Has the micro mesh been x-contaminated with larger grit?

Tom


----------



## hilltopper46 (Mar 31, 2009)

Is the cloth 100% cotton?

What are applying the plastic polish with?  After you apply the plastic polish, do you polish the barrel lengthwise before you wipe the polish off?

The annular marking is one reason I like to use a buffing wheel with plastic polish (white diamond?) on it for my final step.  After that step I try to be careful about not touching it again with a paper towel, but use only cotton cloth for subsequent polishing and wiping.


----------



## jttheclockman (Mar 31, 2009)

If you are using a skew to final shape then throw away those 400 and 600 grit sandpaper. You should not need it. Start right with the micromesh. That is what I do. When using a 400 grit paper the scratch pattern is so deep it takes alot to get them out with the subsequent grits. Also when sanding do not sand in a straight pattern when the lathe is spinning. Constantly move the paper sideways quickly. Just like applying a finish.
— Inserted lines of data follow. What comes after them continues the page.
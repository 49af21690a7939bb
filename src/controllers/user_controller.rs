use axum::{
    extract::{Extension, Path},
    http::StatusCode,
    response::{IntoResponse, Json, Response},
};
use mongodb::bson::doc;
use serde_json::{json, Value};
use tracing::{debug, info};

use crate::errors::{AppError, AppJson, AppQuery, AppResult};
use crate::models::pagination::{ListDefaults, ListQuery};
use crate::models::user_model::{Credentials, NewUser, User, UserResponse, UserUpdate};
use crate::state::AppState;
use crate::store::Update;
use crate::utils::{parse_object_id, set_document};

pub async fn signup(
    Extension(state): Extension<AppState>,
    AppJson(user): AppJson<NewUser>,
) -> AppResult<Json<Value>> {
    let (Some(name), Some(email), Some(password)) = (user.name, user.email, user.password) else {
        return Err(AppError::bad_request(
            "Name, email, and password are required fields",
        ));
    };

    let new_user = User {
        id: None,
        name,
        email,
        password: state.hasher().hash(&password)?,
        gender: user.gender,
        membership: user.membership,
        kind: user.kind,
    };
    let user_id = state.collection::<User>().insert(&new_user).await?;
    info!(%user_id, "user created");

    Ok(Json(json!({
        "message": "User created successfully",
        "user_id": user_id.to_hex(),
    })))
}

pub async fn load_users(
    Extension(state): Extension<AppState>,
    AppQuery(list): AppQuery<ListQuery>,
) -> AppResult<Json<Vec<UserResponse>>> {
    let query = list.to_find_query(doc! {}, ListDefaults::default())?;
    let users = state.collection::<User>().find(query).await?;
    Ok(Json(users.into_iter().map(UserResponse::from).collect()))
}

pub async fn update_user(
    Extension(state): Extension<AppState>,
    Path(id_str): Path<String>,
    AppJson(mut update_data): AppJson<UserUpdate>,
) -> AppResult<Json<Value>> {
    let user_id = parse_object_id(&id_str)?;
    let users = state.collection::<User>();

    if users.find_by_id(user_id).await?.is_none() {
        return Err(AppError::not_found("User not found"));
    }

    if let Some(password) = update_data.password.take() {
        update_data.password = Some(state.hasher().hash(&password)?);
    }
    users
        .update_by_id(user_id, Update::Set(set_document(&update_data)?))
        .await?;

    Ok(Json(json!({
        "message": format!("User with ID {id_str} updated successfully"),
    })))
}

pub async fn delete_user(
    Extension(state): Extension<AppState>,
    Path(id_str): Path<String>,
) -> AppResult<Json<Value>> {
    let user_id = parse_object_id(&id_str)?;

    if state.collection::<User>().delete_by_id(user_id).await? == 0 {
        return Err(AppError::not_found("User not found"));
    }
    info!(%user_id, "user deleted");

    Ok(Json(json!({
        "message": format!("User with ID {id_str} deleted successfully"),
    })))
}

/// `GET /user`: email and password come from the query string.
pub async fn login(
    Extension(state): Extension<AppState>,
    AppQuery(credentials): AppQuery<Credentials>,
) -> AppResult<Response> {
    authenticate(&state, credentials).await
}

/// `GET /admin`: same check as [`login`]; the stored `type` is not consulted.
pub async fn admin_login(
    Extension(state): Extension<AppState>,
    AppQuery(credentials): AppQuery<Credentials>,
) -> AppResult<Response> {
    authenticate(&state, credentials).await
}

async fn authenticate(state: &AppState, credentials: Credentials) -> AppResult<Response> {
    if let (Some(email), Some(password)) = (credentials.email, credentials.password) {
        let user = state
            .collection::<User>()
            .find_one(doc! { "email": email.as_str() })
            .await?;

        if let Some(user) = user {
            if state.hasher().verify(&user.password, &password) {
                return Ok((StatusCode::OK, Json(UserResponse::from(user))).into_response());
            }
        }
        debug!(%email, "login rejected");
    }

    Ok((
        state.login_failure_status(),
        Json(json!({ "message": "Invalid username or password" })),
    )
        .into_response())
}
use std::sync::Arc;

use axum::http::StatusCode;

use crate::models::Entity;
use crate::password::PasswordHasher;
use crate::store::{Collection, DocumentStore};

/// Shared handler state, installed as an `Extension` on the router.
#[derive(Clone)]
pub struct AppState {
    store: Arc<dyn DocumentStore>,
    hasher: PasswordHasher,
    login_failure_status: StatusCode,
}

impl AppState {
    /// Failed logins answer 201, as existing clients expect.
    pub fn new(store: Arc<dyn DocumentStore>, hasher: PasswordHasher) -> Self {
        Self {
            store,
            hasher,
            login_failure_status: StatusCode::CREATED,
        }
    }

    /// Answer failed logins with 401 instead.
    pub fn with_strict_login_status(mut self, strict: bool) -> Self {
        self.login_failure_status = if strict {
            StatusCode::UNAUTHORIZED
        } else {
            StatusCode::CREATED
        };
        self
    }

    pub fn collection<T: Entity>(&self) -> Collection<T> {
        Collection::new(Arc::clone(&self.store))
    }

    pub fn hasher(&self) -> &PasswordHasher {
        &self.hasher
    }

    pub fn login_failure_status(&self) -> StatusCode {
        self.login_failure_status
    }
}
use mongodb::bson::oid::ObjectId;
use serde::{Deserialize, Serialize};

use super::Entity;
use crate::utils::serialize_object_id;

#[derive(Debug, Serialize, Deserialize, Clone)]
pub struct Theater {
    #[serde(rename = "_id", skip_serializing_if = "Option::is_none")]
    pub id: Option<ObjectId>,
    pub name: String,
    #[serde(skip_serializing_if = "Option::is_none")]
    pub address: Option<String>,
    #[serde(skip_serializing_if = "Option::is_none")]
    pub city: Option<String>,
    #[serde(skip_serializing_if = "Option::is_none")]
    pub state: Option<String>,
    #[serde(skip_serializing_if = "Option::is_none")]
    pub capacity: Option<u32>,
}

impl Entity for Theater {
    const COLLECTION: &'static str = "theater";
}

#[derive(Debug, Deserialize)]
pub struct NewTheater {
    pub name: Option<String>,
    pub address: Option<String>,
    pub city: Option<String>,
    pub state: Option<String>,
    pub capacity: Option<u32>,
}

#[derive(Debug, Serialize, Deserialize, Default)]
pub struct TheaterUpdate {
    pub name: Option<String>,
    pub address: Option<String>,
    pub city: Option<String>,
    pub state: Option<String>,
    pub capacity: Option<u32>,
}

#[derive(Debug, Serialize)]
pub struct TheaterSummary {
    #[serde(rename = "_id", serialize_with = "serialize_object_id")]
    pub id: Option<ObjectId>,
    pub name: String,
    #[serde(skip_serializing_if = "Option::is_none")]
    pub address: Option<String>,
    #[serde(skip_serializing_if = "Option::is_none")]
    pub city: Option<String>,
    #[serde(skip_serializing_if = "Option::is_none")]
    pub state: Option<String>,
    #[serde(skip_serializing_if = "Option::is_none")]
    pub capacity: Option<u32>,
}

impl From<Theater> for TheaterSummary {
    fn from(theater: Theater) -> Self {
        Self {
            id: theater.id,
            name: theater.name,
            address: theater.address,
            city: theater.city,
            state: theater.state,
            capacity: theater.capacity,
        }
    }
}

#[derive(Debug, Serialize)]
pub struct TheaterDetail {
    #[serde(serialize_with = "serialize_object_id")]
    pub id: Option<ObjectId>,
    pub name: String,
    pub address: Option<String>,
    pub city: Option<String>,
    pub state: Option<String>,
    pub capacity: Option<u32>,
}

impl From<Theater> for TheaterDetail {
    fn from(theater: Theater) -> Self {
        Self {
            id: theater.id,
            name: theater.name,
            address: theater.address,
            city: theater.city,
            state: theater.state,
            capacity: theater.capacity,
        }
    }
}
These are my methods that have been working for me.


----------



## ed4copies (Mar 31, 2009)

More analysis would help.

WHEN do you see the scratches??  You stop to sand in the other direction, are the scratches there?  Are you introducing them while polishing or not eliminating them from the beginning.  EITHER is possible.

Stop and inspect at various stages.  Then, tackle the problem, once it is accurately identified.

My most recent scratches came from a "nose-tissue" (Not Kleenex brand) that I was using to put on polish while demoing at shows.  Took a while to figure it out.


----------



## RussFairfield (Mar 31, 2009)

You may have set your standards too high. Handling a highly polished plastic or finish is a a problem because our skin is rough enough to scratch the surface. Even if you could show the customer a perfect scratch-free surface, it would no longer be that way the first time they picked it up to look at it. 

My opinion is, and it is just an opinion, that there are three causes for those late blooming sanding scratches that show up on both hard finishes and plastics. 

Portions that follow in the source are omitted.